_WORK REQUEST_
Using the data below, show every line where the word "framebuffers" occurs.

_RAW DATA_

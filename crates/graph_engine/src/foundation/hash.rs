//! Persistent hashing for resource identification
//!
//! Resources created dynamically inside a node's execute context are keyed by
//! a two-part 64-bit hash instead of a runtime string:
//!
//! - the *scope hash* covers `(node instance id, bundle index)` and groups
//!   every resource allocated within one node phase, so temporaries can be
//!   released en masse at a phase boundary;
//! - the *member hash* is an FNV-1a hash of the member name, computable in
//!   const context so the identifier exists at compile time.
//!
//! The full identifier is the boost-style combination of the two parts.

const FNV_OFFSET_BASIS: u64 = 0xcbf2_9ce4_8422_2325;
const FNV_PRIME: u64 = 0x0000_0100_0000_01b3;

/// FNV-1a hash over raw bytes
pub const fn fnv1a(bytes: &[u8]) -> u64 {
    let mut hash = FNV_OFFSET_BASIS;
    let mut i = 0;
    while i < bytes.len() {
        hash ^= bytes[i] as u64;
        hash = hash.wrapping_mul(FNV_PRIME);
        i += 1;
    }
    hash
}

/// FNV-1a hash of a string, usable in const context
pub const fn fnv1a_str(s: &str) -> u64 {
    fnv1a(s.as_bytes())
}

/// Combine two hashes (boost-style `hash_combine`)
pub const fn combine(h1: u64, h2: u64) -> u64 {
    h1 ^ h2
        .wrapping_add(0x9e37_79b9)
        .wrapping_add(h1 << 6)
        .wrapping_add(h1 >> 2)
}

/// Hash identifying an allocation scope `(node instance id, bundle index)`
///
/// Every resource requested within the same node phase shares this value,
/// which is what makes bulk release at the end of the phase possible.
pub const fn scope_hash(node_instance_id: u32, bundle_index: u32) -> u64 {
    combine(node_instance_id as u64, bundle_index as u64)
}

/// Hash of a member name alone
pub const fn member_hash(name: &str) -> u64 {
    fnv1a_str(name)
}

/// Full resource hash: scope combined with the member name
///
/// Deterministic: the same `(node, bundle, name)` triple always yields the
/// same identifier, across frames and across runs.
pub const fn resource_hash(node_instance_id: u32, bundle_index: u32, name: &str) -> u64 {
    combine(scope_hash(node_instance_id, bundle_index), member_hash(name))
}

#[cfg(test)]
mod tests {
    use super::*;

    #[test]
    fn test_fnv1a_known_vectors() {
        // Reference values for the 64-bit FNV-1a parameters
        assert_eq!(fnv1a(b""), 0xcbf2_9ce4_8422_2325);
        assert_eq!(fnv1a(b"a"), 0xaf63_dc4c_8601_ec8c);
    }

    #[test]
    fn test_resource_hash_is_deterministic() {
        let first = resource_hash(7, 0, "framebuffers");
        let second = resource_hash(7, 0, "framebuffers");
        assert_eq!(first, second);
    }

    #[test]
    fn test_resource_hash_distinguishes_parts() {
        let base = resource_hash(7, 0, "framebuffers");
        assert_ne!(base, resource_hash(8, 0, "framebuffers"));
        assert_ne!(base, resource_hash(7, 1, "framebuffers"));
        assert_ne!(base, resource_hash(7, 0, "descriptors"));
    }

    #[test]
    fn test_scope_hash_shared_across_members() {
        // Two members of the same node+bundle share a scope but not a full hash
        let scope = scope_hash(3, 2);
        assert_eq!(
            combine(scope, member_hash("a")),
            resource_hash(3, 2, "a")
        );
        assert_ne!(resource_hash(3, 2, "a"), resource_hash(3, 2, "b"));
    }

    #[test]
    fn test_hash_usable_in_const_context() {
        const HASH: u64 = resource_hash(1, 0, "semaphores");
        assert_eq!(HASH, resource_hash(1, 0, "semaphores"));
    }
}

_RESULT FOR THIS EXERCISE_
        let first = resource_hash(7, 0, "framebuffers");
        let second = resource_hash(7, 0, "framebuffers");
        let base = resource_hash(7, 0, "framebuffers");
        assert_ne!(base, resource_hash(8, 0, "framebuffers"));
        assert_ne!(base, resource_hash(7, 1, "framebuffers"));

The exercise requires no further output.